• **Task brief**
Starting at the top of the entries below, set down every line exactly, please, until you reach the line with "if !value.is_finite() ||", which is included too.

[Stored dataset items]
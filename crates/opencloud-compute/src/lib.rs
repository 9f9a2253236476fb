//! Compute client and data models for OpenStack/Rackspace clouds.
//!
//! Provides strongly typed models and an asynchronous service wrapper for the
//! Nova v2 API: servers, flavors and images.

#![deny(missing_docs)]

pub mod client;
pub mod models;

pub use client::ComputeService;
pub use models::{
    Address, BandwidthUsage, Flavor, FlavorListParams, Image, ImageListParams, ResourceRef,
    Server, ServerListParams,
};
pub use opencloud_core::Link;

/// Convenient result alias using the shared OpenCloud error type.
pub type Result<T> = opencloud_core::Result<T>;
use serde::{Deserialize, Serialize};

const WEIGHT_SUM_TOLERANCE: f64 = 1e-6;

/// Relative influence of each impact category on the aggregate badness.
#[derive(Debug, Clone, Copy, PartialEq, Serialize, Deserialize)]
pub struct CategoryWeights {
    pub material: f64,
    pub care: f64,
    pub origin: f64,
}

impl Default for CategoryWeights {
    fn default() -> Self {
        Self {
            material: 0.5,
            care: 0.25,
            origin: 0.25,
        }
    }
}

/// Tunable constants of the score composer.
#[derive(Debug, Clone, PartialEq, Serialize, Deserialize)]
pub struct ScoringConfig {
    pub weights: CategoryWeights,
    /// Upper bound, in percentage points, on the certification bonus.
    pub certification_cap: f64,
    /// Allowed distance of the composition total from 100.
    pub composition_tolerance: f64,
}

impl Default for ScoringConfig {
    fn default() -> Self {
        Self {
            weights: CategoryWeights::default(),
            certification_cap: 15.0,
            composition_tolerance: 0.01,
        }
    }
}

impl ScoringConfig {
    pub fn validate(&self) -> Result<(), ScoringConfigError> {
        let CategoryWeights {
            material,
            care,
            origin,
        } = self.weights;

        for (category, value) in [("material", material), ("care", care), ("origin", origin)] {
            if !value.is_finite() || value < 0.0 {
                return Err(ScoringConfigError::InvalidWeight { category, value });
            }
        }

        let total = material + care + origin;
        if (total - 1.0).abs() > WEIGHT_SUM_TOLERANCE {
            return Err(ScoringConfigError::WeightSum(total));
        }

        if !self.certification_cap.is_finite() || self.certification_cap < 0.0 {
            return Err(ScoringConfigError::InvalidCap(self.certification_cap));
        }

        if !self.composition_tolerance.is_finite() || self.composition_tolerance < 0.0 {
            return Err(ScoringConfigError::InvalidTolerance(
                self.composition_tolerance,
            ));
        }

        Ok(())
    }
}

#[derive(Debug, Clone, PartialEq, thiserror::Error)]
pub enum ScoringConfigError {
    #[error("{category} weight must be a finite non-negative number, got {value}")]
    InvalidWeight { category: &'static str, value: f64 },
    #[error("category weights must sum to 1, got {0}")]
    WeightSum(f64),
    #[error("certification cap must be a finite non-negative number, got {0}")]
    InvalidCap(f64),
    #[error("composition tolerance must be a finite non-negative number, got {0}")]
    InvalidTolerance(f64),
}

• **Result for this task**
filename crates/opencloud-compute/src/lib.rs
repository 9f9a2253236476fb
//! Compute client and data models for OpenStack/Rackspace clouds.
//!
//! Provides strongly typed models and an asynchronous service wrapper for the
//! Nova v2 API: servers, flavors and images.

#![deny(missing_docs)]

pub mod client;
pub mod models;

pub use client::ComputeService;
pub use models::{
    Address, BandwidthUsage, Flavor, FlavorListParams, Image, ImageListParams, ResourceRef,
    Server, ServerListParams,
};
pub use opencloud_core::Link;

/// Convenient result alias using the shared OpenCloud error type.
pub type Result<T> = opencloud_core::Result<T>;
use serde::{Deserialize, Serialize};

const WEIGHT_SUM_TOLERANCE: f64 = 1e-6;

/// Relative influence of each impact category on the aggregate badness.
#[derive(Debug, Clone, Copy, PartialEq, Serialize, Deserialize)]
pub struct CategoryWeights {
    pub material: f64,
    pub care: f64,
    pub origin: f64,
}

impl Default for CategoryWeights {
    fn default() -> Self {
        Self {
            material: 0.5,
            care: 0.25,
            origin: 0.25,
        }
    }
}

/// Tunable constants of the score composer.
#[derive(Debug, Clone, PartialEq, Serialize, Deserialize)]
pub struct ScoringConfig {
    pub weights: CategoryWeights,
    /// Upper bound, in percentage points, on the certification bonus.
    pub certification_cap: f64,
    /// Allowed distance of the composition total from 100.
    pub composition_tolerance: f64,
}

impl Default for ScoringConfig {
    fn default() -> Self {
        Self {
            weights: CategoryWeights::default(),
            certification_cap: 15.0,
            composition_tolerance: 0.01,
        }
    }
}

impl ScoringConfig {
    pub fn validate(&self) -> Result<(), ScoringConfigError> {
        let CategoryWeights {
            material,
            care,
            origin,
        } = self.weights;

        for (category, value) in [("material", material), ("care", care), ("origin", origin)] {
            if !value.is_finite() || value < 0.0 {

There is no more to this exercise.